А тогда подвал или даже разворот в «Известиях» мог занимать разбор Есенина-Вольпина[121] с его стихами:
Эти мальчики могут понять,
Что любить или верить — смешно,
Что тираны — отец их и мать,
И убить их пора бы давно!
Я прочел его стихи впервые в возрасте 14 лет и подумал: способен же человек так сказать, что могу только аплодировать: «Мальчикам надо понять, что враги их — отец и мать».
Конечно моя мать не была мне врагом ни в коем случае. А с моим отцом в тот период я только начал как следует общаться и относился к нему очень позитивно. Но концепция, выраженная в этих стихах, была мне близка. Я уже тогда начал разделять конкретику своей ситуации и свои фундаментальные теоретические убеждения. И по фундаментальным теоретическим убеждениям у меня не было разногласий с поэзией Есенина-Вольпина. И я думал: «Вот здорово! Какие же люди, оказывается, есть на свете!».
С таким же успехом можно было читать о Кеннеди — кто- то вне нормальной обыденной жизни, с кем можно встретиться. Мне не приходило тогда в голову, что я могу их узнать, что могу с ними познакомиться, что это реальная общность, общество, пространство. Я знал, что они существуют, но это не было для меня реальностью: ощущение было, как будто просто читаю главу учебника истории. Я не понимал тогда, что свободен, потому что не понимал, что могу быть несвободен. Я был абсолютно уверен, что просто живу и делаю, что хочу. Мне в голову не приходило, что кто-то может создать мне какие-то ограничения, преследовать меня.

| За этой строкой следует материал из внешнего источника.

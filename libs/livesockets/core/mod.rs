//! # LiveSockets core
//!
//! The connection manager and the pieces it is assembled from.
//!
//! ```text
//!                 subscribe / unsubscribe / get_stats
//!  caller ──────────────────────────────┐
//!                                       ▼
//!                     ┌──────────── RealtimeClient ────────────┐
//!                     │ state machine · backoff · replay-on-open │
//!                     └───────┬───────────────────────┬──────────┘
//!                    outbound │                       │ inbound
//!               HeartbeatMonitor ──ping──▶ socket ──▶ MessageRouter
//!                                                     │    │     │
//!                                        SubscriptionRegistry │  Listeners
//!                                           (fan-out)   StatsRequests
//! ```
//!
//! ## Example
//!
//! ```rust,ignore
//! use livesockets::*;
//!
//! #[tokio::main]
//! async fn main() -> Result<()> {
//!     let client = livesockets::builder()
//!         .base_url("https://civic.example.org")
//!         .path("/ws/search")
//!         .token_provider(StaticToken::new("session-token"))
//!         .build()?;
//!
//!     client.subscribe(Subscription::new("road", [EntityType::Post], |event: &Event| {
//!         println!("{:?} {}", event.event_type, event.entity_id);
//!     }));
//!     client.connect(None);
//!
//!     let stats = client.get_stats(std::time::Duration::from_secs(5)).await?;
//!     println!("{:?}", stats);
//!     client.disconnect();
//!     Ok(())
//! }
//! ```

pub mod builder;
pub mod client;
pub mod config;
pub mod connection_state;
pub mod heartbeat;
pub mod listeners;
pub mod protocol;
pub mod registry;
pub mod router;
pub mod stats;

// Re-export main types
pub use builder::{states, RealtimeClientBuilder};
pub use client::{Metrics, RealtimeClient};
pub use config::{derive_endpoint, ClientConfig};
pub use connection_state::{AtomicConnectionState, AtomicMetrics, ConnectionState};
pub use heartbeat::HeartbeatMonitor;
pub use listeners::{ClientEvent, Listeners};
pub use protocol::{ClientFrame, ConnectionStats, EntityType, Event, EventType, Filters, ServerMessage};
pub use registry::{Subscription, SubscriptionInfo, SubscriptionRegistry};
pub use router::{MessageRouter, RouteOutcome};
pub use stats::StatsRequests;

// Re-export traits for convenience
pub use crate::traits::*;

/// Create a new realtime client builder
///
/// # Example
/// ```ignore
/// let client = livesockets::builder()
///     .base_url("https://civic.example.org")
///     .path("/ws/analytics")
///     .heartbeat(Duration::from_secs(30))
///     .reconnect_policy(ExponentialBackoff::default())
///     .build()?;
/// ```
pub fn builder() -> RealtimeClientBuilder<builder::states::NoUrl> {
    RealtimeClientBuilder::new()
}
//! Common test utilities for LiveSockets integration tests
//!
//! A scripted realtime server: it records every frame the client sends,
//! answers `ping` and `get_stats` the way the production server does, and
//! lets a test push frames or close the current connection.

#![allow(dead_code)]

use futures::{SinkExt, StreamExt};
use livesockets::ClientEvent;
use parking_lot::Mutex;
use serde_json::{json, Value};
use std::future::Future;
use std::net::SocketAddr;
use std::sync::atomic::{AtomicBool, AtomicUsize, Ordering};
use std::sync::Arc;
use std::time::Duration;
use tokio::net::{TcpListener, TcpStream};
use tokio::sync::{mpsc, Notify};
use tokio_tungstenite::tungstenite::handshake::server::{ErrorResponse, Request, Response};
use tokio_tungstenite::tungstenite::Message;

/// Macro for verbose test output (controlled by TEST_VERBOSE env var)
#[macro_export]
macro_rules! verbose_println {
    ($($arg:tt)*) => {
        if std::env::var("TEST_VERBOSE").is_ok() {
            println!($($arg)*);
        }
    };
}

/// A client frame as seen by the server
#[derive(Debug, Clone)]
pub struct ReceivedFrame {
    /// 1-based index of the connection it arrived on
    pub connection: usize,
    pub frame: Value,
}

impl ReceivedFrame {
    pub fn kind(&self) -> &str {
        self.frame["type"].as_str().unwrap_or_default()
    }
}

enum ServerAction {
    Send(String),
    Close,
}

#[derive(Default)]
struct Shared {
    received: Mutex<Vec<ReceivedFrame>>,
    request_uris: Mutex<Vec<String>>,
    connections: AtomicUsize,
    current: Mutex<Option<mpsc::UnboundedSender<ServerAction>>>,
    silent_stats: AtomicBool,
}

/// Mock realtime server on an ephemeral local port
pub struct MockRealtimeServer {
    pub addr: SocketAddr,
    shared: Arc<Shared>,
    shutdown: Arc<Notify>,
}

impl MockRealtimeServer {
    /// Create and start a new mock server
    pub async fn start() -> Self {
        let listener = TcpListener::bind("127.0.0.1:0").await.unwrap();
        let addr = listener.local_addr().unwrap();
        let shared = Arc::new(Shared::default());
        let shutdown = Arc::new(Notify::new());

        let accept_shared = Arc::clone(&shared);
        let accept_shutdown = Arc::clone(&shutdown);
        tokio::spawn(async move {
            loop {
                tokio::select! {
                    result = listener.accept() => {
                        match result {
                            Ok((stream, _)) => {
                                let shared = Arc::clone(&accept_shared);
                                let shutdown = Arc::clone(&accept_shutdown);
                                tokio::spawn(async move {
                                    Self::handle_connection(stream, shared, shutdown).await;
                                });
                            }
                            Err(e) => {
                                eprintln!("Accept error: {}", e);
                                break;
                            }
                        }
                    }
                    _ = accept_shutdown.notified() => break,
                }
            }
        });

        Self {
            addr,
            shared,
            shutdown,
        }
    }

    async fn handle_connection(stream: TcpStream, shared: Arc<Shared>, shutdown: Arc<Notify>) {
        let uris = Arc::clone(&shared);
        let callback = move |request: &Request,
                             response: Response|
              -> Result<Response, ErrorResponse> {
            uris.request_uris.lock().push(request.uri().to_string());
            Ok(response)
        };

        let ws_stream = match tokio_tungstenite::accept_hdr_async(stream, callback).await {
            Ok(ws) => ws,
            Err(e) => {
                eprintln!("WebSocket handshake failed: {}", e);
                return;
            }
        };

        let connection = shared.connections.fetch_add(1, Ordering::SeqCst) + 1;
        let (action_tx, mut action_rx) = mpsc::unbounded_channel();
        *shared.current.lock() = Some(action_tx);

        let (mut write, mut read) = ws_stream.split();

        loop {
            tokio::select! {
                Some(action) = action_rx.recv() => {
                    match action {
                        ServerAction::Send(text) => {
                            if write.send(Message::Text(text)).await.is_err() {
                                break;
                            }
                        }
                        ServerAction::Close => {
                            let _ = write.send(Message::Close(None)).await;
                            break;
                        }
                    }
                }
                msg = read.next() => {
                    let text = match msg {
                        Some(Ok(Message::Text(text))) => text,
                        Some(Ok(Message::Close(_))) | Some(Err(_)) | None => break,
                        Some(Ok(_)) => continue,
                    };
                    let frame: Value = match serde_json::from_str(&text) {
                        Ok(frame) => frame,
                        Err(_) => continue,
                    };

                    let reply = match frame["type"].as_str() {
                        Some("ping") => Some(json!({"type": "pong"})),
                        Some("get_stats") if !shared.silent_stats.load(Ordering::SeqCst) => {
                            let active = shared
                                .received
                                .lock()
                                .iter()
                                .filter(|r| r.connection == connection && r.kind() == "subscribe")
                                .count();
                            Some(json!({
                                "type": "stats",
                                "request_id": frame["request_id"].clone(),
                                "data": {
                                    "total_connections": connection,
                                    "active_subscriptions": active,
                                }
                            }))
                        }
                        Some("subscribe") => Some(json!({
                            "type": "subscription_confirmed",
                            "subscription_id": frame["subscription_id"].clone(),
                        })),
                        _ => None,
                    };

                    shared.received.lock().push(ReceivedFrame { connection, frame });

                    if let Some(reply) = reply {
                        if write.send(Message::Text(reply.to_string())).await.is_err() {
                            break;
                        }
                    }
                }
                _ = shutdown.notified() => break,
            }
        }
    }

    /// Base URL for the client builder
    pub fn base_url(&self) -> String {
        format!("http://{}", self.addr)
    }

    /// Number of WebSocket handshakes accepted so far
    pub fn connection_count(&self) -> usize {
        self.shared.connections.load(Ordering::SeqCst)
    }

    pub fn frames(&self) -> Vec<ReceivedFrame> {
        self.shared.received.lock().clone()
    }

    pub fn frames_of(&self, kind: &str, connection: usize) -> Vec<Value> {
        self.shared
            .received
            .lock()
            .iter()
            .filter(|r| r.connection == connection && r.kind() == kind)
            .map(|r| r.frame.clone())
            .collect()
    }

    pub fn request_uris(&self) -> Vec<String> {
        self.shared.request_uris.lock().clone()
    }

    /// Stop answering `get_stats`
    pub fn silence_stats(&self) {
        self.shared.silent_stats.store(true, Ordering::SeqCst);
    }

    /// Push a frame to the most recent connection
    pub fn push(&self, frame: Value) -> bool {
        match self.shared.current.lock().as_ref() {
            Some(tx) => tx.send(ServerAction::Send(frame.to_string())).is_ok(),
            None => false,
        }
    }

    /// Close the most recent connection from the server side
    pub fn close_current(&self) -> bool {
        match self.shared.current.lock().take() {
            Some(tx) => tx.send(ServerAction::Close).is_ok(),
            None => false,
        }
    }

    /// Shutdown the server
    pub fn shutdown(&self) {
        self.shutdown.notify_waiters();
    }
}

impl Drop for MockRealtimeServer {
    fn drop(&mut self) {
        self.shutdown();
    }
}

/// Poll `condition` every 10ms until it holds or `timeout` elapses
pub async fn eventually<F>(timeout: Duration, mut condition: F) -> bool
where
    F: FnMut() -> bool,
{
    let deadline = tokio::time::Instant::now() + timeout;
    loop {
        if condition() {
            return true;
        }
        if tokio::time::Instant::now() >= deadline {
            return false;
        }
        tokio::time::sleep(Duration::from_millis(10)).await;
    }
}

/// Run `future` with a generous upper bound so a hung test fails instead of stalling
pub async fn bounded<T>(future: impl Future<Output = T>) -> T {
    tokio::time::timeout(Duration::from_secs(10), future)
        .await
        .expect("test step timed out")
}

/// Move everything currently queued on `events` into `seen`
pub fn drain(events: &crossbeam_channel::Receiver<ClientEvent>, seen: &mut Vec<ClientEvent>) {
    while let Ok(event) = events.try_recv() {
        seen.push(event);
    }
}
/// Type-state markers for the builder pattern
///
/// These types track at compile time whether the base URL has been set,
/// so a client without an endpoint cannot be built.

use std::marker::PhantomData;

/// Marker trait for URL state
pub trait UrlState {}

/// Base URL has not been set
pub struct NoUrl;
impl UrlState for NoUrl {}

/// Base URL has been set
pub struct HasUrl;
impl UrlState for HasUrl {}

/// Phantom marker to prevent direct construction
#[derive(Debug, Clone, Copy)]
pub struct TypeState<U> {
    _url: PhantomData<U>,
}

impl<U> TypeState<U> {
    pub(crate) fn new() -> Self {
        Self { _url: PhantomData }
    }
}

impl<U> Default for TypeState<U> {
    fn default() -> Self {
        Self::new()
    }
}
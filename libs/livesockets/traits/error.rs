use thiserror::Error;

/// Main error type for livesockets
#[derive(Error, Debug, Clone, PartialEq)]
pub enum LiveSocketError {
    /// WebSocket transport error
    #[error("WebSocket error: {0}")]
    WebSocket(String),

    /// Connection closed before the operation completed
    #[error("Connection closed: {0}")]
    ConnectionClosed(String),

    /// Operation requires an open connection
    #[error("Not connected")]
    NotConnected,

    /// Token supplier failed
    #[error("Authentication failed: {0}")]
    AuthenticationFailed(String),

    /// Malformed or unexpected frame
    #[error("Protocol error: {0}")]
    Protocol(String),

    /// Serialization of an outbound frame failed
    #[error("Serialization error: {0}")]
    Serialization(String),

    /// Configuration error
    #[error("Configuration error: {0}")]
    Configuration(String),

    /// Timeout error
    #[error("Operation timed out: {0}")]
    Timeout(String),
}

impl From<serde_json::Error> for LiveSocketError {
    fn from(err: serde_json::Error) -> Self {
        LiveSocketError::Protocol(err.to_string())
    }
}

/// Result type for livesockets operations
pub type Result<T> = std::result::Result<T, LiveSocketError>;
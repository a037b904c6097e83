//! Typed lifecycle and server notifications
//!
//! Every call to [`Listeners::subscribe`] opens its own unbounded crossbeam
//! channel, so each consumer sees every event. Channels whose receiver was
//! dropped are pruned on the next emit.

use crossbeam_channel::{unbounded, Receiver, Sender};
use parking_lot::Mutex;
use serde_json::Value;
use std::time::Duration;

/// Notifications emitted by the client
#[derive(Debug, Clone, PartialEq)]
pub enum ClientEvent {
    /// Socket opened and subscriptions replayed
    Connected,
    /// The connection was lost or torn down by `disconnect()`
    Disconnected,
    /// A reconnection attempt was scheduled
    Reconnecting { attempt: u32, delay: Duration },
    /// Transport or handshake error
    Error(String),
    /// The attempt ceiling was reached; real-time features are unavailable
    /// until the next explicit `connect`
    ReconnectExhausted { attempts: u32 },
    /// `connection_status` frame
    ConnectionStatus(Value),
    /// `current_metrics` frame
    CurrentMetrics(Value),
    /// `error` frame; the registry is left untouched
    ServerError {
        message: String,
        subscription_id: Option<String>,
    },
}

#[derive(Default)]
pub struct Listeners {
    senders: Mutex<Vec<Sender<ClientEvent>>>,
}

impl Listeners {
    pub fn new() -> Self {
        Self::default()
    }

    /// Open a new event stream
    pub fn subscribe(&self) -> Receiver<ClientEvent> {
        let (tx, rx) = unbounded();
        self.senders.lock().push(tx);
        rx
    }

    /// Deliver `event` to every live stream
    pub fn emit(&self, event: ClientEvent) {
        self.senders.lock().retain(|tx| tx.send(event.clone()).is_ok());
    }

    pub fn len(&self) -> usize {
        self.senders.lock().len()
    }

    pub fn is_empty(&self) -> bool {
        self.senders.lock().is_empty()
    }
}
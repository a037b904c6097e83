//! Live platform analytics
//!
//! Metric updates reach the client two ways: `platform_metrics` events
//! inside `batch_update` frames (tagged with the `platform_metrics`
//! affected query) and standalone `current_metrics` frames.

use crossbeam_channel::Receiver;
use livesockets::{
    ClientEvent, ConnectionStats, EntityType, Event, EventType, RealtimeClient, Result,
    Subscription,
};
use serde_json::Value;
use std::time::Duration;
use tracing::debug;

/// Affected query the server tags metric events with
pub const METRICS_QUERY: &str = "platform_metrics";

/// Realtime client for `/ws/analytics`
#[derive(Debug, Clone)]
pub struct AnalyticsLiveClient {
    client: RealtimeClient,
}

impl AnalyticsLiveClient {
    pub const DEFAULT_PATH: &'static str = "/ws/analytics";

    pub fn new(client: RealtimeClient) -> Self {
        Self { client }
    }

    pub fn connect(&self, credential: Option<String>) {
        self.client.connect(credential);
    }

    pub fn disconnect(&self) {
        self.client.disconnect();
    }

    /// Receive `platform_metrics` events
    ///
    /// Other event types routed to the same subscription are ignored.
    pub fn subscribe_to_metrics<F>(&self, on_metrics: F) -> Option<String>
    where
        F: Fn(&Event) + Send + Sync + 'static,
    {
        let subscription = Subscription::new(METRICS_QUERY, [EntityType::Other], move |event: &Event| {
            if event.event_type == EventType::PlatformMetrics {
                on_metrics(event);
            } else {
                debug!(event_type = ?event.event_type, "Ignoring non-metrics event");
            }
        });

        let id = subscription.id.clone();
        self.client.subscribe(subscription).then_some(id)
    }

    pub fn unsubscribe(&self, subscription_id: &str) -> bool {
        self.client.unsubscribe(subscription_id)
    }

    /// A stream of `current_metrics` payloads
    pub fn metrics_stream(&self) -> MetricsStream {
        MetricsStream {
            events: self.client.events(),
        }
    }

    pub async fn get_stats(&self, timeout: Duration) -> Result<ConnectionStats> {
        self.client.get_stats(timeout).await
    }

    pub fn client(&self) -> &RealtimeClient {
        &self.client
    }
}

/// `current_metrics` payloads filtered out of the client's event stream
pub struct MetricsStream {
    events: Receiver<ClientEvent>,
}

impl MetricsStream {
    /// Next payload already received, if any
    pub fn try_next(&self) -> Option<Value> {
        self.events.try_iter().find_map(metrics_payload)
    }

    /// Every payload received so far
    pub fn drain(&self) -> Vec<Value> {
        self.events.try_iter().filter_map(metrics_payload).collect()
    }

    /// Block the current thread until a payload arrives or `timeout` elapses
    ///
    /// Not for use on a runtime worker thread.
    pub fn recv_timeout(&self, timeout: Duration) -> Option<Value> {
        let deadline = std::time::Instant::now() + timeout;
        loop {
            let event = self.events.recv_deadline(deadline).ok()?;
            if let Some(payload) = metrics_payload(event) {
                return Some(payload);
            }
        }
    }
}

fn metrics_payload(event: ClientEvent) -> Option<Value> {
    match event {
        ClientEvent::CurrentMetrics(payload) => Some(payload),
        _ => None,
    }
}
use std::time::Duration;

/// Trait for defining reconnection policies
///
/// The connection manager asks [`should_reconnect`](Self::should_reconnect)
/// before scheduling attempt `n`, and only then asks for its delay. Attempts
/// are numbered from 1 and the count is reset by the manager, never by the
/// policy, so implementations stay pure.
pub trait ReconnectionPolicy: Send + Sync {
    /// Delay before reconnection attempt `attempt` (1-indexed)
    fn delay_for_attempt(&self, attempt: u32) -> Duration;

    /// Maximum number of consecutive attempts (`None` = unlimited)
    fn max_attempts(&self) -> Option<u32>;

    /// Check if attempt `attempt` may be scheduled
    fn should_reconnect(&self, attempt: u32) -> bool {
        self.max_attempts().map_or(true, |max| attempt <= max)
    }
}

/// Exponential backoff reconnection policy
///
/// Delays grow as `base_delay * 2^(attempt - 1)`, capped at `max_delay`.
#[derive(Debug, Clone, PartialEq)]
pub struct ExponentialBackoff {
    base_delay: Duration,
    max_delay: Duration,
    max_attempts: Option<u32>,
}

impl ExponentialBackoff {
    pub const DEFAULT_BASE_DELAY: Duration = Duration::from_secs(1);
    pub const DEFAULT_MAX_DELAY: Duration = Duration::from_secs(30);
    pub const DEFAULT_MAX_ATTEMPTS: u32 = 5;

    /// Create a new exponential backoff policy
    ///
    /// # Arguments
    /// * `base_delay` - Delay before the first reconnection attempt
    /// * `max_delay` - Upper bound for any single delay
    /// * `max_attempts` - Maximum number of attempts (None = unlimited)
    pub fn new(base_delay: Duration, max_delay: Duration, max_attempts: Option<u32>) -> Self {
        Self {
            base_delay,
            max_delay,
            max_attempts,
        }
    }

    pub fn base_delay(&self) -> Duration {
        self.base_delay
    }

    pub fn max_delay(&self) -> Duration {
        self.max_delay
    }
}

impl Default for ExponentialBackoff {
    fn default() -> Self {
        Self::new(
            Self::DEFAULT_BASE_DELAY,
            Self::DEFAULT_MAX_DELAY,
            Some(Self::DEFAULT_MAX_ATTEMPTS),
        )
    }
}

impl ReconnectionPolicy for ExponentialBackoff {
    fn delay_for_attempt(&self, attempt: u32) -> Duration {
        let exponent = attempt.saturating_sub(1).min(31);
        let factor = 1u32 << exponent;
        self.base_delay
            .checked_mul(factor)
            .unwrap_or(self.max_delay)
            .min(self.max_delay)
    }

    fn max_attempts(&self) -> Option<u32> {
        self.max_attempts
    }
}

Я же не знал, восхищаясь Есениным-Вольпиным в седьмом классе, что через несколько лет воочию его увижу. Это для меня оказалось странным шоком: человек слышал о том, что есть джинны, и вдруг он видит, как из кувшина поднимается дымок и превращается в настоящего джинна в тюрбане.
Организатором моей поездки к Есенину-Вольпину был, как и в большинстве случаев в тот период, Илья Бокштейн. Мы собрались и двинулись. Тогда не принято было заранее звонить и договариваться, предупреждать: визиты всегда были неожиданными.
И вот мы идем по какой-то улице в центре. Совершенно не помню, где это было, — помню дома тяжелые, каменные, «сталиноидного» вида, с дворами. Поднялись в квартиру, которая, как всегда в таких случаях, набита мебелью и народом. Встретили нас приветливо. Думаю, из-за Ильи — знаменитости в этих кругах, пользовавшимся большим уважением. Все-таки отсидел пять лет за подготовку покушения на Хрущева. Да и поэт к тому же.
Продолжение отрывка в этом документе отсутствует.